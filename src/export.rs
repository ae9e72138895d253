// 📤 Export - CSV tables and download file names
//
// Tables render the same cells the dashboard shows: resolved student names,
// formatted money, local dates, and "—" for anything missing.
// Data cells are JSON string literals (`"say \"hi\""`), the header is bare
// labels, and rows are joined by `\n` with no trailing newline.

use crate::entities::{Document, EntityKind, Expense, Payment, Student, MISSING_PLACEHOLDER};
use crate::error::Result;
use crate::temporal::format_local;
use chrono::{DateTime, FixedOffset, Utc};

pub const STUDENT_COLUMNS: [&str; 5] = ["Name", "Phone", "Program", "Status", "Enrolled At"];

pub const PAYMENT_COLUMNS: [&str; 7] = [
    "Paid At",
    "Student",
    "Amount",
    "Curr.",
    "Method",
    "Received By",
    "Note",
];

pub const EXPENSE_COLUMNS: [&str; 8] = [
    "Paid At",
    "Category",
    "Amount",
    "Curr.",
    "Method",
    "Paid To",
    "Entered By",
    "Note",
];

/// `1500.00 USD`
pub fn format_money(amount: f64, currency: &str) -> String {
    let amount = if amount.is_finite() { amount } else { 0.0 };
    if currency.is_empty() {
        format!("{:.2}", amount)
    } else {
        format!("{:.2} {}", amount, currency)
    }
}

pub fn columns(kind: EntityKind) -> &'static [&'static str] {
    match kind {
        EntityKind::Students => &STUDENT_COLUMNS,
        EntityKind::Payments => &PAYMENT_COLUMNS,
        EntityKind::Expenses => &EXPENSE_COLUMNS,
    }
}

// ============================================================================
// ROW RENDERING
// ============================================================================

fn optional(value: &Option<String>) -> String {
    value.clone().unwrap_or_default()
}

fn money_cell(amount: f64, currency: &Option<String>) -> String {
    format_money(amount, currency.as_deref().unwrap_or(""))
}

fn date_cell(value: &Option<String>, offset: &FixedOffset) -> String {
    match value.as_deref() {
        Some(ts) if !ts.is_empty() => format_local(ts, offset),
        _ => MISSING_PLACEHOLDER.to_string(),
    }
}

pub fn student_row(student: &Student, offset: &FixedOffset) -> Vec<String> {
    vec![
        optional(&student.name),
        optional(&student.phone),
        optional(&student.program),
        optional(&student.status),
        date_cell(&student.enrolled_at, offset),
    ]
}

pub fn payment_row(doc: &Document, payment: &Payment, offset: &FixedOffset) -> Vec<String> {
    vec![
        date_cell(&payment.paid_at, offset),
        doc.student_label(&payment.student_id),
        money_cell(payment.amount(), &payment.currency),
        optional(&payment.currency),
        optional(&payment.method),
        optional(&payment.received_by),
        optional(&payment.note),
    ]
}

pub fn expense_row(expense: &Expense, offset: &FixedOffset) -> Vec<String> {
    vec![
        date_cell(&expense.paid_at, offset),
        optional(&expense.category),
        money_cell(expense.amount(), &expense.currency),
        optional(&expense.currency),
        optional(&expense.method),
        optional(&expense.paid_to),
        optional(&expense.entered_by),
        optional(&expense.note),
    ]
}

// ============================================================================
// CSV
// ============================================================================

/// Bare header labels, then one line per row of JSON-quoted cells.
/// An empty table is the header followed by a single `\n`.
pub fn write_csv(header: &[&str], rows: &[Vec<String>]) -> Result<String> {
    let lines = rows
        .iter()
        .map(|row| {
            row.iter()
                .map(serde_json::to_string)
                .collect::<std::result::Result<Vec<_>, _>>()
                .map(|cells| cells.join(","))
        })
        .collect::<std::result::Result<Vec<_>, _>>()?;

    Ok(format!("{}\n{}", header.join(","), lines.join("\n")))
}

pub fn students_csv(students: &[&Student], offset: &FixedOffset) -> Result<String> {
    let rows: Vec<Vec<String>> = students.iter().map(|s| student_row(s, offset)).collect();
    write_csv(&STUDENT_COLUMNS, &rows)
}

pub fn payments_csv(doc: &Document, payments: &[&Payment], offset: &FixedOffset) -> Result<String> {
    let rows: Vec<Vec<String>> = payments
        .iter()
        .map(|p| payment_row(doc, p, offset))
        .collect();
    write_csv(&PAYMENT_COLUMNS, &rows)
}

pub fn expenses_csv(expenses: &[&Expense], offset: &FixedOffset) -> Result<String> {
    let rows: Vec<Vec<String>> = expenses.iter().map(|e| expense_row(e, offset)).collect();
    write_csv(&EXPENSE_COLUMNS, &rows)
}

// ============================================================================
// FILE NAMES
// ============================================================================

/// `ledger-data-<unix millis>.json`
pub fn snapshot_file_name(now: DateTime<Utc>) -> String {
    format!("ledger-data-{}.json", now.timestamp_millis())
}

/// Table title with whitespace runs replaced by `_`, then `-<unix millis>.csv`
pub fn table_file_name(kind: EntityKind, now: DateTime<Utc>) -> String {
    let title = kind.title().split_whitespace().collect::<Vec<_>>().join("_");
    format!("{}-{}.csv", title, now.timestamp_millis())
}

→ **Task brief**
Your task is to retype all of the records exactly.

→ **Result of the exercise**
filename src/export.rs
repository ae9e72138895d253
// 📤 Export - CSV tables and download file names
//
// Tables render the same cells the dashboard shows: resolved student names,
// formatted money, local dates, and "—" for anything missing.
// Data cells are JSON string literals (`"say \"hi\""`), the header is bare
// labels, and rows are joined by `\n` with no trailing newline.

use crate::entities::{Document, EntityKind, Expense, Payment, Student, MISSING_PLACEHOLDER};
use crate::error::Result;
use crate::temporal::format_local;
use chrono::{DateTime, FixedOffset, Utc};

pub const STUDENT_COLUMNS: [&str; 5] = ["Name", "Phone", "Program", "Status", "Enrolled At"];

pub const PAYMENT_COLUMNS: [&str; 7] = [
    "Paid At",
    "Student",
    "Amount",
    "Curr.",
    "Method",
    "Received By",
    "Note",
];

pub const EXPENSE_COLUMNS: [&str; 8] = [
    "Paid At",
    "Category",
    "Amount",
    "Curr.",
    "Method",
    "Paid To",
    "Entered By",
    "Note",
];

/// `1500.00 USD`
pub fn format_money(amount: f64, currency: &str) -> String {
    let amount = if amount.is_finite() { amount } else { 0.0 };
    if currency.is_empty() {
        format!("{:.2}", amount)
    } else {
        format!("{:.2} {}", amount, currency)
    }
}

pub fn columns(kind: EntityKind) -> &'static [&'static str] {
    match kind {
        EntityKind::Students => &STUDENT_COLUMNS,
        EntityKind::Payments => &PAYMENT_COLUMNS,
        EntityKind::Expenses => &EXPENSE_COLUMNS,
    }
}

// ============================================================================
// ROW RENDERING
// ============================================================================

fn optional(value: &Option<String>) -> String {
    value.clone().unwrap_or_default()
}

fn money_cell(amount: f64, currency: &Option<String>) -> String {
    format_money(amount, currency.as_deref().unwrap_or(""))
}

fn date_cell(value: &Option<String>, offset: &FixedOffset) -> String {
    match value.as_deref() {
        Some(ts) if !ts.is_empty() => format_local(ts, offset),
        _ => MISSING_PLACEHOLDER.to_string(),
    }
}

pub fn student_row(student: &Student, offset: &FixedOffset) -> Vec<String> {
    vec![
        optional(&student.name),
        optional(&student.phone),
        optional(&student.program),
        optional(&student.status),
        date_cell(&student.enrolled_at, offset),
    ]
}

pub fn payment_row(doc: &Document, payment: &Payment, offset: &FixedOffset) -> Vec<String> {
    vec![
        date_cell(&payment.paid_at, offset),
        doc.student_label(&payment.student_id),
        money_cell(payment.amount(), &payment.currency),
        optional(&payment.currency),
        optional(&payment.method),
        optional(&payment.received_by),
        optional(&payment.note),
    ]
}

pub fn expense_row(expense: &Expense, offset: &FixedOffset) -> Vec<String> {
    vec![
        date_cell(&expense.paid_at, offset),
        optional(&expense.category),
        money_cell(expense.amount(), &expense.currency),
        optional(&expense.currency),
        optional(&expense.method),
        optional(&expense.paid_to),
        optional(&expense.entered_by),
        optional(&expense.note),
    ]
}

// ============================================================================
// CSV
// ============================================================================

/// Bare header labels, then one line per row of JSON-quoted cells.
/// An empty table is the header followed by a single `\n`.
pub fn write_csv(header: &[&str], rows: &[Vec<String>]) -> Result<String> {
    let lines = rows
        .iter()
        .map(|row| {
            row.iter()
                .map(serde_json::to_string)
                .collect::<std::result::Result<Vec<_>, _>>()
                .map(|cells| cells.join(","))
        })
        .collect::<std::result::Result<Vec<_>, _>>()?;

    Ok(format!("{}\n{}", header.join(","), lines.join("\n")))
}

pub fn students_csv(students: &[&Student], offset: &FixedOffset) -> Result<String> {
    let rows: Vec<Vec<String>> = students.iter().map(|s| student_row(s, offset)).collect();
    write_csv(&STUDENT_COLUMNS, &rows)
}

pub fn payments_csv(doc: &Document, payments: &[&Payment], offset: &FixedOffset) -> Result<String> {
    let rows: Vec<Vec<String>> = payments
        .iter()
        .map(|p| payment_row(doc, p, offset))
        .collect();
    write_csv(&PAYMENT_COLUMNS, &rows)
}

pub fn expenses_csv(expenses: &[&Expense], offset: &FixedOffset) -> Result<String> {
    let rows: Vec<Vec<String>> = expenses.iter().map(|e| expense_row(e, offset)).collect();
    write_csv(&EXPENSE_COLUMNS, &rows)
}

// ============================================================================
// FILE NAMES
// ============================================================================

/// `ledger-data-<unix millis>.json`
pub fn snapshot_file_name(now: DateTime<Utc>) -> String {
    format!("ledger-data-{}.json", now.timestamp_millis())
}

/// Table title with whitespace runs replaced by `_`, then `-<unix millis>.csv`
pub fn table_file_name(kind: EntityKind, now: DateTime<Utc>) -> String {
    let title = kind.title().split_whitespace().collect::<Vec<_>>().join("_");
    format!("{}-{}.csv", title, now.timestamp_millis())
}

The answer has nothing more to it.